[ACTIVITY] Find the line that contains "self.score.add(-MISS_PENALTY);"; then retype it and each line after it, exactly, through the final line of the data below.

[Stored data]
* * * * * * *
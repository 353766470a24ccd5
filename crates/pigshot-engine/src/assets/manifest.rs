use std::collections::HashMap;
use serde::{Deserialize, Serialize};

/// Asset manifest describing the atlases and named sprites of a game.
/// Sent by the JS host as JSON at startup.
#[derive(Debug, Clone, Default, Serialize, Deserialize)]
pub struct AssetManifest {
    /// List of texture atlases.
    #[serde(default)]
    pub atlases: Vec<AtlasDescriptor>,
    /// Named sprite lookup: name → atlas index + cell coordinates.
    #[serde(default)]
    pub sprites: HashMap<String, SpriteDescriptor>,
}

/// Describes a single texture atlas.
#[derive(Debug, Clone, Serialize, Deserialize)]
pub struct AtlasDescriptor {
    /// Human-readable name (e.g., "sprites", "font").
    pub name: String,
    /// Number of columns in the atlas grid.
    pub cols: u32,
    /// Number of rows in the atlas grid.
    pub rows: u32,
    /// Relative path to the PNG file.
    pub path: String,
}

/// Describes a named sprite within an atlas.
#[derive(Debug, Clone, Serialize, Deserialize)]
pub struct SpriteDescriptor {
    /// Index into the atlases array.
    pub atlas: u32,
    pub col: u32,
    pub row: u32,
    /// Number of cells this sprite spans (default: 1).
    #[serde(default = "default_span")]
    pub span: u32,
}

fn default_span() -> u32 {
    1
}

impl AssetManifest {
    /// Parse a manifest from a JSON string.
    pub fn from_json(json: &str) -> Result<Self, serde_json::Error> {
        serde_json::from_str(json)
    }
}
//! Pointer → drag gesture translation.
//!
//! Mirrors what a scene graph's "draggable" flag gives you in a browser engine:
//! pressing on a draggable entity starts a drag, moving reports where the entity
//! should now be, releasing ends it. The tracker only reports; game code decides
//! what a drag actually does to the body.

use glam::Vec2;

use crate::api::types::EntityId;
use crate::core::scene::Scene;
use crate::input::queue::InputEvent;

/// A drag gesture step for one entity.
#[derive(Debug, Clone, Copy, PartialEq)]
pub enum DragEvent {
    /// The pointer grabbed `id` at world position `pointer`.
    Start { id: EntityId, pointer: Vec2 },
    /// The entity should now be at `pos` (pointer plus grab offset).
    Move { id: EntityId, pos: Vec2 },
    /// The pointer released the entity at `pos` (pointer plus grab offset).
    End { id: EntityId, pos: Vec2 },
}

impl DragEvent {
    pub fn id(&self) -> EntityId {
        match *self {
            DragEvent::Start { id, .. } | DragEvent::Move { id, .. } | DragEvent::End { id, .. } => id,
        }
    }
}

#[derive(Debug, Clone, Copy)]
struct ActiveDrag {
    id: EntityId,
    /// Entity position minus pointer position at grab time.
    offset: Vec2,
}

/// Turns raw pointer events into drag events against draggable scene entities.
#[derive(Debug, Default)]
pub struct DragTracker {
    active: Option<ActiveDrag>,
}

impl DragTracker {
    pub fn new() -> Self {
        Self::default()
    }

    /// The entity currently being dragged, if any.
    pub fn dragging(&self) -> Option<EntityId> {
        self.active.map(|d| d.id)
    }

    /// Feed one pointer event. Returns the drag event it produces, if any.
    pub fn handle(&mut self, event: InputEvent, scene: &Scene) -> Option<DragEvent> {
        match event {
            InputEvent::PointerDown { x, y } => {
                let pointer = Vec2::new(x, y);
                // Last spawned wins: it is drawn on top
                let hit = scene.iter().rev().find(|e| {
                    e.active && e.draggable && e.pos.distance(pointer) <= e.hit_radius()
                })?;
                self.active = Some(ActiveDrag {
                    id: hit.id,
                    offset: hit.pos - pointer,
                });
                Some(DragEvent::Start { id: hit.id, pointer })
            }
            InputEvent::PointerMove { x, y } => {
                let drag = self.live_drag(scene)?;
                Some(DragEvent::Move {
                    id: drag.id,
                    pos: Vec2::new(x, y) + drag.offset,
                })
            }
            InputEvent::PointerUp { x, y } => {
                let drag = self.live_drag(scene)?;
                self.active = None;
                Some(DragEvent::End {
                    id: drag.id,
                    pos: Vec2::new(x, y) + drag.offset,
                })
            }
        }
    }

    /// The active drag, dropping it if its entity has been despawned.
    fn live_drag(&mut self, scene: &Scene) -> Option<ActiveDrag> {
        let drag = self.active?;
        if scene.contains(drag.id) {
            Some(drag)
        } else {
            log::debug!("drag of {:?} abandoned: entity gone", drag.id);
            self.active = None;
            None
        }
    }
}
impl PigShot {
    pub fn new() -> Self {
        Self {
            scale: Scale::default(),
            bird: None,
            pigs: TargetRegistry::new(),
            score: ScoreBoard::new(),
        }
    }

    pub fn score(&self) -> i32 {
        self.score.score()
    }

    pub fn bird(&self) -> Option<EntityId> {
        self.bird
    }

    pub fn pigs(&self) -> &[EntityId] {
        self.pigs.ids()
    }

    fn build_slingshot(&self, ctx: &mut EngineContext) {
        let size = self.scale.point(SLINGSHOT_TEXTURE_SIZE);
        let sprite = ctx
            .sprites
            .get_or("slingshot", SpriteComponent::cell(AtlasId(0), 2.0, 0.0));
        let id = ctx.next_id();
        ctx.spawn_with_body(
            Entity::new(id)
                .with_tag("slingshot")
                .with_scale(size)
                .with_sprite(sprite),
            BodyDesc::fixed(ColliderDesc::Cuboid {
                half_width: size.x / 2.0,
                half_height: size.y / 2.0,
            })
            .with_position(self.scale.point(SLINGSHOT_POS))
            .with_groups(CollisionGroups::new(GROUP_SLINGSHOT, CollisionGroups::ALL.filter)),
            ColliderMaterial::default(),
        );
    }

    fn build_bird(&mut self, ctx: &mut EngineContext) {
        let radius = self.scale.bird_radius();
        let sprite = ctx
            .sprites
            .get_or("bird", SpriteComponent::cell(AtlasId(0), 0.0, 0.0));
        let id = ctx.next_id();
        ctx.spawn_with_body(
            Entity::new(id)
                .with_tag("bird")
                .with_scale(Vec2::splat(radius * 2.0))
                .with_sprite(sprite)
                .with_draggable(true),
            BodyDesc::fixed(ColliderDesc::Ball { radius })
                .with_position(self.scale.point(BIRD_REST))
                .with_fixed_rotation(false)
                .with_ccd(true)
                .with_linear_damping(BIRD_AIR_DAMPING)
                .with_groups(CollisionGroups::new(GROUP_BIRD, GROUP_PIG)),
            ColliderMaterial::default(),
        );
        self.bird = Some(id);
    }

    /// Put the bird back on the slingshot, pinned in place.
    fn reset_bird(&self, ctx: &mut EngineContext) {
        let Some(bird) = self.bird else {
            return;
        };
        // Fixed bodies ignore velocity writes, so stop it first
        ctx.set_velocity(bird, Vec2::ZERO);
        ctx.set_position(bird, self.scale.point(BIRD_REST));
        ctx.set_body_type(bird, BodyType::Fixed);
    }

    /// The pig `pair` hit the bird with, if it is still alive.
    fn struck_pig(&self, pair: &CollisionPair) -> Option<EntityId> {
        let pig = pair.other(self.bird?)?;
        self.pigs.contains(pig).then_some(pig)
    }

    fn on_hit(&mut self, ctx: &mut EngineContext, pig: EntityId) {
        self.pigs.remove(pig);
        ctx.despawn(pig);

        self.score.add(HIT_POINTS);
        self.score.render(ctx, self.scale);
        log::info!("pig {:?} hit, score {}", pig, self.score.score());

        self.pigs.spawn(ctx, self.scale);
        self.reset_bird(ctx);
    }

    fn check_bird(&mut self, ctx: &mut EngineContext) {
        let Some(bounds) = self.bird.and_then(|bird| ctx.bounds(bird)) else {
            return;
        };
        if bird_out_of_bounds(&bounds, ctx.world_size()) {
            self.reset_bird(ctx);
            self.score.add(-MISS_PENALTY);
            self.score.render(ctx, self.scale);
            log::info!("bird left the field, score {}", self.score.score());
        }
    }
}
* * * * * * *
[WRITTEN SOLUTION]
            self.score.add(-MISS_PENALTY);
            self.score.render(ctx, self.scale);
            log::info!("bird left the field, score {}", self.score.score());
        }
    }
}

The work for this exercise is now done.